L’attivista iraniana Narges Mohammadi, premio Nobel per la pace 2023. (Narges Mohammadi Foundation)

L’attivista iraniana Narges Mohammadi, premio Nobel per la pace 2023, ha cominciato uno sciopero della fame in prigione per protestare contro la mancanza di cure mediche per i detenuti e l’obbligo per le donne d’indossare il velo, ha annunciato il 6 novembre la sua famiglia.

“Narges Mohammadi ci ha informati di aver cominciato alcune ore fa uno sciopero della fame”, ha affermato la famiglia in un comunicato. “Siamo preoccupati per la sua salute”.

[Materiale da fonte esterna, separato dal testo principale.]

// SPDX-License-Identifier: Apache-2.0
// Copyright 2025 Au-Zone Technologies

//! Frame buffers and buffer pools.
//!
//! A [`BufferPool`] owns a fixed-count set of frame buffers tied to one
//! stream. Pool slots are installed when a video node exports its kernel
//! buffers; [`BufferPool::create_buffer`] hands out an owned [`Buffer`]
//! handle referring to a slot by index. The pool conservatively tracks how
//! many buffers are queued in the kernel and refuses to release while any
//! are in flight.

use std::sync::atomic::{AtomicU32, Ordering};
use std::sync::Arc;

use crate::Error;

/// Completion status of a captured frame.
#[derive(Debug, Clone, Copy, PartialEq, Eq)]
pub enum BufferStatus {
    /// The frame completed with valid data.
    Success,
    /// The kernel reported a capture error for this frame.
    Error,
    /// The frame was cancelled before completion.
    Cancelled,
}

enum Backing {
    Heap(#[allow(dead_code)] Box<[u8]>),
    Mmap,
}

/// One contiguous plane of frame memory.
pub struct BufferPlane {
    ptr: *mut u8,
    len: usize,
    backing: Backing,
}

// The plane memory is handed between the kernel and exactly one frame
// owner at a time; the request/buffer engine serializes that handoff.
unsafe impl Send for BufferPlane {}
unsafe impl Sync for BufferPlane {}

impl BufferPlane {
    /// Allocate a zeroed heap-backed plane.
    pub(crate) fn heap(len: usize) -> BufferPlane {
        let mut data = vec![0u8; len].into_boxed_slice();
        let ptr = data.as_mut_ptr();
        BufferPlane { ptr, len, backing: Backing::Heap(data) }
    }

    /// Map `len` bytes of a driver-exported buffer at `offset`.
    pub(crate) fn mmap(fd: i32, offset: i64, len: usize) -> Result<BufferPlane, std::io::Error> {
        let ptr = unsafe {
            libc::mmap(
                std::ptr::null_mut(),
                len,
                libc::PROT_READ | libc::PROT_WRITE,
                libc::MAP_SHARED,
                fd,
                offset,
            )
        };
        if ptr == libc::MAP_FAILED {
            return Err(std::io::Error::last_os_error());
        }
        Ok(BufferPlane { ptr: ptr as *mut u8, len, backing: Backing::Mmap })
    }

    pub fn as_ptr(&self) -> *mut u8 {
        self.ptr
    }

    pub fn len(&self) -> usize {
        self.len
    }

    pub fn is_empty(&self) -> bool {
        self.len == 0
    }

    /// View the plane contents. Valid between dequeue and requeue of the
    /// owning buffer.
    pub fn mapped(&self) -> &[u8] {
        unsafe { std::slice::from_raw_parts(self.ptr, self.len) }
    }
}

impl Drop for BufferPlane {
    fn drop(&mut self) {
        if let Backing::Mmap = self.backing {
            unsafe {
                libc::munmap(self.ptr as *mut libc::c_void, self.len);
            }
        }
    }
}

/// The memory planes of one pool slot.
pub struct BufferMemory {
    planes: Vec<BufferPlane>,
}

impl BufferMemory {
    pub(crate) fn new(planes: Vec<BufferPlane>) -> BufferMemory {
        BufferMemory { planes }
    }

    pub fn planes(&self) -> &[BufferPlane] {
        &self.planes
    }
}

/// A single frame: pool slot reference plus completion metadata.
///
/// A buffer is owned by exactly one pool; handles borrow a slot for the
/// duration of a request and carry the completion metadata once the kernel
/// returns the frame.
#[derive(Clone)]
pub struct Buffer {
    index: u32,
    bytes_used: u32,
    timestamp: u64,
    sequence: u32,
    status: BufferStatus,
    mem: Arc<BufferMemory>,
}

impl Buffer {
    pub(crate) fn new(index: u32, mem: Arc<BufferMemory>) -> Buffer {
        Buffer {
            index,
            bytes_used: 0,
            timestamp: 0,
            sequence: 0,
            status: BufferStatus::Success,
            mem,
        }
    }

    /// Pool slot index.
    pub fn index(&self) -> u32 {
        self.index
    }

    /// Bytes of payload produced by the kernel.
    pub fn bytes_used(&self) -> u32 {
        self.bytes_used
    }

    /// Capture timestamp in nanoseconds.
    pub fn timestamp(&self) -> u64 {
        self.timestamp
    }

    /// Kernel frame sequence number.
    pub fn sequence(&self) -> u32 {
        self.sequence
    }

    pub fn status(&self) -> BufferStatus {
        self.status
    }

    pub fn planes(&self) -> &[BufferPlane] {
        self.mem.planes()
    }

    pub(crate) fn set_result(
        &mut self,
        bytes_used: u32,
        timestamp: u64,
        sequence: u32,
        status: BufferStatus,
    ) {
        self.bytes_used = bytes_used;
        self.timestamp = timestamp;
        self.sequence = sequence;
        self.status = status;
    }

    pub(crate) fn cancel(&mut self) {
        self.status = BufferStatus::Cancelled;
    }
}

impl std::fmt::Debug for Buffer {
    fn fmt(&self, f: &mut std::fmt::Formatter<'_>) -> std::fmt::Result {
        f.debug_struct("Buffer")
            .field("index", &self.index)
            .field("bytes_used", &self.bytes_used)
            .field("sequence", &self.sequence)
            .field("status", &self.status)
            .finish()
    }
}

/// Tracks how many pool buffers are queued in the kernel.
#[derive(Default)]
pub(crate) struct PoolTracker {
    queued: AtomicU32,
}

impl PoolTracker {
    pub(crate) fn mark_queued(&self) {
        self.queued.fetch_add(1, Ordering::AcqRel);
    }

    pub(crate) fn mark_done(&self) {
        let prev = self.queued.fetch_sub(1, Ordering::AcqRel);
        debug_assert!(prev > 0, "buffer completion without a queued buffer");
    }

    pub(crate) fn reset(&self) {
        self.queued.store(0, Ordering::Release);
    }

    pub(crate) fn queued(&self) -> u32 {
        self.queued.load(Ordering::Acquire)
    }
}

/// Fixed-size, index-addressable collection of frame buffers.
pub struct BufferPool {
    slots: Vec<Arc<BufferMemory>>,
    tracker: Arc<PoolTracker>,
}

impl BufferPool {
    pub fn new() -> BufferPool {
        BufferPool { slots: Vec::new(), tracker: Arc::new(PoolTracker::default()) }
    }

    /// Install driver-exported memory into the pool slots.
    pub(crate) fn install(&mut self, mems: Vec<Arc<BufferMemory>>) {
        self.slots = mems;
        self.tracker.reset();
    }

    pub fn count(&self) -> usize {
        self.slots.len()
    }

    pub fn is_empty(&self) -> bool {
        self.slots.is_empty()
    }

    /// Number of buffers currently queued in the kernel.
    pub fn in_flight(&self) -> u32 {
        self.tracker.queued()
    }

    pub(crate) fn tracker(&self) -> Arc<PoolTracker> {
        self.tracker.clone()
    }

    /// Hand out an owned buffer handle for slot `index`.
    pub fn create_buffer(&self, index: u32) -> Result<Buffer, Error> {
        let mem = self
            .slots
            .get(index as usize)
            .ok_or_else(|| Error::invalid(format!("buffer index {} out of range", index)))?;
        Ok(Buffer::new(index, mem.clone()))
    }

    /// Tear down all buffers. Fails with [`Error::Busy`] while any buffer
    /// is still queued in the kernel.
    pub fn release(&mut self) -> Result<(), Error> {
        if self.tracker.queued() > 0 {
            return Err(Error::Busy);
        }
        self.slots.clear();
        Ok(())
    }
}

impl Default for BufferPool {
    fn default() -> BufferPool {
        BufferPool::new()
    }
}

#[cfg(test)]
mod tests {
    use super::*;

    fn pool_with(count: usize, plane_len: usize) -> BufferPool {
        let mut pool = BufferPool::new();
        let mems = (0..count)
            .map(|_| Arc::new(BufferMemory::new(vec![BufferPlane::heap(plane_len)])))
            .collect();
        pool.install(mems);
        pool
    }

    #[test]
    fn test_create_buffer_bounds() {
        let pool = pool_with(4, 16);
        assert_eq!(pool.count(), 4);
        assert!(pool.create_buffer(3).is_ok());
        assert!(matches!(pool.create_buffer(4), Err(Error::InvalidArgument(_))));
    }

    #[test]
    fn test_release_fails_while_in_flight() {
        let mut pool = pool_with(2, 16);
        let tracker = pool.tracker();

        tracker.mark_queued();
        assert!(matches!(pool.release(), Err(Error::Busy)));

        tracker.mark_done();
        pool.release().unwrap();
        assert!(pool.is_empty());
    }

    #[test]
    fn test_buffer_metadata_defaults() {
        let pool = pool_with(1, 16);
        let buf = pool.create_buffer(0).unwrap();
        assert_eq!(buf.index(), 0);
        assert_eq!(buf.bytes_used(), 0);
        assert_eq!(buf.sequence(), 0);
        assert_eq!(buf.status(), BufferStatus::Success);
        assert_eq!(buf.planes().len(), 1);
        assert_eq!(buf.planes()[0].len(), 16);
    }

    #[test]
    fn test_buffer_result_update() {
        let pool = pool_with(1, 16);
        let mut buf = pool.create_buffer(0).unwrap();
        buf.set_result(16, 1_000_000, 7, BufferStatus::Error);
        assert_eq!(buf.bytes_used(), 16);
        assert_eq!(buf.timestamp(), 1_000_000);
        assert_eq!(buf.sequence(), 7);
        assert_eq!(buf.status(), BufferStatus::Error);

        buf.cancel();
        assert_eq!(buf.status(), BufferStatus::Cancelled);
    }

    #[test]
    fn test_plane_is_zeroed_and_writable() {
        let plane = BufferPlane::heap(8);
        assert_eq!(plane.mapped(), &[0u8; 8]);
        unsafe { *plane.as_ptr() = 0xAB };
        assert_eq!(plane.mapped()[0], 0xAB);
    }
}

Mohammadi, 51 anni, più volte arrestata e condannata, è detenuta dal 2021 nella prigione di Evin a Teheran.

Il 2 novembre la famiglia aveva accusato le autorità carcerarie di aver negato all’attivista, che è in condizioni precarie di salute, il trasferimento in ospedale perché non era disposta a indossare il velo.

Da un elettrocardiogramma eseguito da un medico in prigione è emerso che Mohammadi ha bisogno di cure ospedaliere urgenti, ha dichiarato la famiglia.

“Se dovesse succedere qualcosa alla nostra amata Narges, la Repubblica islamica ne sarà responsabile”, si legge nel comunicato.

“Lotta contro l’oppressione delle donne”

Mohammadi, attivista per i diritti delle donne e contro la pena di morte, è stata premiata a ottobre con il Nobel per la pace “per la sua lotta contro l’oppressione delle donne in Iran e per promuovere i diritti umani e la libertà per tutti”.

È uno dei volti principali del movimento iraniano “Donna, vita, libertà”.

Il movimento – che invita le donne a togliersi il velo, tagliarsi i capelli e manifestare nelle strade – è nato dopo la morte, avvenuta nel settembre 2022, di Mahsa Jina Amini, una curda iraniana di ventidue anni, mentre era in custodia della polizia morale per aver violato il rigido codice di abbigliamento femminile della Repubblica islamica.

La morte di Amini ha scatenato proteste di massa in tutto il paese. Le forze di sicurezza hanno condotto una dura repressione, uccidendo centinaia di persone. Molte altre sono state messe a morte per aver partecipato a quelli che le autorità definiscono “disordini”.